Try it: For the entries below, state how many lines include the string "value", and write nothing besides that number.

*** Data extracts

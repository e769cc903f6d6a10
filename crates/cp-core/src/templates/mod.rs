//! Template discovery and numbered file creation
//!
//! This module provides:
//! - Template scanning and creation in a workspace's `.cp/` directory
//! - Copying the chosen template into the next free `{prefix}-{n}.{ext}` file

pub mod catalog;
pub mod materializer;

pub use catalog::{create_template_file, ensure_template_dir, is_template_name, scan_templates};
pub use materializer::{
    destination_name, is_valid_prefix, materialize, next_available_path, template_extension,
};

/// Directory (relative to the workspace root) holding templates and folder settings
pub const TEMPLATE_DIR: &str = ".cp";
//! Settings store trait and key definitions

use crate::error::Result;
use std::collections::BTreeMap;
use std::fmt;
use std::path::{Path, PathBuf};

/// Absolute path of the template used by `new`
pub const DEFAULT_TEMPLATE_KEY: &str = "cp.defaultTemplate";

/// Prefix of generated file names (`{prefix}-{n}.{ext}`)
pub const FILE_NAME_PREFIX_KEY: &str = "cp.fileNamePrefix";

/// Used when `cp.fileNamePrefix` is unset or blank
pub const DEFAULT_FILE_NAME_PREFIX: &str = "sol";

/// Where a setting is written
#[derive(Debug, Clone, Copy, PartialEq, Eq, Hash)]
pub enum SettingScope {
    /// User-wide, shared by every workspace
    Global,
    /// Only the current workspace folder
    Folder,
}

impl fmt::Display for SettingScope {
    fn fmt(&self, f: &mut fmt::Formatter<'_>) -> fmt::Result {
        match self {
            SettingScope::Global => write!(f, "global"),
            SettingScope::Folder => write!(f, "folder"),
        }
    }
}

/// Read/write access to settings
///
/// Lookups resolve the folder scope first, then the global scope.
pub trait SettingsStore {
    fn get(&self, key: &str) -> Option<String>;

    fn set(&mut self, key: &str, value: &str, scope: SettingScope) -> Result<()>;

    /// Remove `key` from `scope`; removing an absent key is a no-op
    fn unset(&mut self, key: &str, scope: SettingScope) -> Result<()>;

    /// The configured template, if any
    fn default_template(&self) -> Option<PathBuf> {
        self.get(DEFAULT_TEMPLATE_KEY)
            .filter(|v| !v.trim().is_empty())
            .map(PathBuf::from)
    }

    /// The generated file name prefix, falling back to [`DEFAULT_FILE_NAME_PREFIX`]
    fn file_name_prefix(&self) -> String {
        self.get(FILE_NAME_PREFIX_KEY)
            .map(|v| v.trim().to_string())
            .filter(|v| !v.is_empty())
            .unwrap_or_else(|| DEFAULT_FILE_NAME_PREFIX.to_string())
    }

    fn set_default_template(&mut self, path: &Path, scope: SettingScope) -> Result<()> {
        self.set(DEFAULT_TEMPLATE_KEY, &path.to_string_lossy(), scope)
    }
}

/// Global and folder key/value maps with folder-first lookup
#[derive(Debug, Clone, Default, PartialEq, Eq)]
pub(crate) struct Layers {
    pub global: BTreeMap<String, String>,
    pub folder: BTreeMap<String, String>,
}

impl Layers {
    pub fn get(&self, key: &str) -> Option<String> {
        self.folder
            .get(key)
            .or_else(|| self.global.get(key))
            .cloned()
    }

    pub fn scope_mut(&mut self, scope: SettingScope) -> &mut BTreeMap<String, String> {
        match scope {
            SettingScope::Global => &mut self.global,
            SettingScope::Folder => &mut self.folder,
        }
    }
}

******

Exercise output: 2